(Data in this exercise Opens)

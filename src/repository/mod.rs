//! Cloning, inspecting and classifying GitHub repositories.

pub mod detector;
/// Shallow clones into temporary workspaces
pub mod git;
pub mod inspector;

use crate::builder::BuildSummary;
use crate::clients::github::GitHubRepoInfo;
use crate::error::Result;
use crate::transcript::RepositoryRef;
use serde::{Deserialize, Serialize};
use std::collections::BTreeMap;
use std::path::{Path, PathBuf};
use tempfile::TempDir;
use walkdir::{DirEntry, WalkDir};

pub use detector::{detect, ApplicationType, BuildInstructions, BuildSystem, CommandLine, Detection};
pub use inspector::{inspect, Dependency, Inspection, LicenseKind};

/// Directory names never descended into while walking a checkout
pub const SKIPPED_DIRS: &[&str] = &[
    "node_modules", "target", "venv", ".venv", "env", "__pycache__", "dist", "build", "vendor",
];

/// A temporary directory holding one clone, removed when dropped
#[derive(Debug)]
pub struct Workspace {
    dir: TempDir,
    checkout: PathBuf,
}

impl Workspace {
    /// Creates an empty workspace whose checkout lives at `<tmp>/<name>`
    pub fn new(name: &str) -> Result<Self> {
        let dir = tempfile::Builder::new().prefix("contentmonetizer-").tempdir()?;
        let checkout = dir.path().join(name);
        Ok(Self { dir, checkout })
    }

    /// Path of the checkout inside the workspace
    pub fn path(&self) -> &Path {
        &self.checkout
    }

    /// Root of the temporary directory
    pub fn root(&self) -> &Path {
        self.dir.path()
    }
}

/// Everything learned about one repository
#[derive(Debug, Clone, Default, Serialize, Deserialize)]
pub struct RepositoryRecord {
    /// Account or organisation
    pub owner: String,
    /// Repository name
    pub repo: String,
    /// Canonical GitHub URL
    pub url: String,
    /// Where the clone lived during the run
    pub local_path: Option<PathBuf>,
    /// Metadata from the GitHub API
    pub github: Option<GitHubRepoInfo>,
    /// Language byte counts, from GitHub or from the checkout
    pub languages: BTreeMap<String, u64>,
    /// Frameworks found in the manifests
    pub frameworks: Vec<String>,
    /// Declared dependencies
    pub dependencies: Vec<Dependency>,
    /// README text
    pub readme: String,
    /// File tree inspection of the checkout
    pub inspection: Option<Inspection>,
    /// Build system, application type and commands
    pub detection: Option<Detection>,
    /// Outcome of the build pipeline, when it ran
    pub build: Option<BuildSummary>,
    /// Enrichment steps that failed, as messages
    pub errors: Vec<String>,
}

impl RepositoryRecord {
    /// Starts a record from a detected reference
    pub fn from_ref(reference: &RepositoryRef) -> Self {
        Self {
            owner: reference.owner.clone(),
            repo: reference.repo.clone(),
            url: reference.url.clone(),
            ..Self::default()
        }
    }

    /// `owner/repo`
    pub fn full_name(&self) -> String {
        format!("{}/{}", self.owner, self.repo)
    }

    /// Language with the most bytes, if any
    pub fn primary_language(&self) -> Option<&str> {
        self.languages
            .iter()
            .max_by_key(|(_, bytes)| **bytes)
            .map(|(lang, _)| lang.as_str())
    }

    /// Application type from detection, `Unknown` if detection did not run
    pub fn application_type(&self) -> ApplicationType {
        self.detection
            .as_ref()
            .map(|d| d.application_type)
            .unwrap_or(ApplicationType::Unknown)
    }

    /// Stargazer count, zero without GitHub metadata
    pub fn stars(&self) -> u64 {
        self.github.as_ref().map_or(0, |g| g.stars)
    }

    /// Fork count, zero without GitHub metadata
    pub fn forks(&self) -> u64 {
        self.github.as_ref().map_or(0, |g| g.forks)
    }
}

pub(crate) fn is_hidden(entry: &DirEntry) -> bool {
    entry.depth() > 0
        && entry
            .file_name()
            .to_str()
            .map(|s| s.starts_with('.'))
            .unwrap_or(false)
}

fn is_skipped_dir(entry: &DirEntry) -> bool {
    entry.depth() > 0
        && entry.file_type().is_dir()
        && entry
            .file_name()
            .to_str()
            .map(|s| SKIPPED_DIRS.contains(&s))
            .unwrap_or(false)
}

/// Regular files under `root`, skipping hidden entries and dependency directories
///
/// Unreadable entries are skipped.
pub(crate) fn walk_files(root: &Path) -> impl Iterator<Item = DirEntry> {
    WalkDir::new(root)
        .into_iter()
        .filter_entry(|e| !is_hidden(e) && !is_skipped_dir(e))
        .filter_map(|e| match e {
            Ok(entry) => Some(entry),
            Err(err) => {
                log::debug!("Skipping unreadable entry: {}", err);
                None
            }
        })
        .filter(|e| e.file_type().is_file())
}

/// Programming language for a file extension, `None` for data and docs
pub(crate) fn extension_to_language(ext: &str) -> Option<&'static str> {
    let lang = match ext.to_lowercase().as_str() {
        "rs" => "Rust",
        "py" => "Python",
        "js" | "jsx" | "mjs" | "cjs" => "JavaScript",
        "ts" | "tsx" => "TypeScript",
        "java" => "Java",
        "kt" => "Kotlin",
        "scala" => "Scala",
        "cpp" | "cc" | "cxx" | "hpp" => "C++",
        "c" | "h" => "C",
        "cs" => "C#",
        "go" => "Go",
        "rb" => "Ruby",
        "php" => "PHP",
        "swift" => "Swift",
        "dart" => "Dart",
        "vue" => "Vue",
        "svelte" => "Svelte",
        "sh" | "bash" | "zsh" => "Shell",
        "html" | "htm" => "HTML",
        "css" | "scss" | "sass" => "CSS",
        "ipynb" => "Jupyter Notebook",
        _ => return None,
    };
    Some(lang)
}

(Data in this exercise Closes)

*Directions for this task*: Could you copy every line in the records that holds "stars"?

*Result of this task*:
    pub fn stars(&self) -> u64 {
        self.github.as_ref().map_or(0, |g| g.stars)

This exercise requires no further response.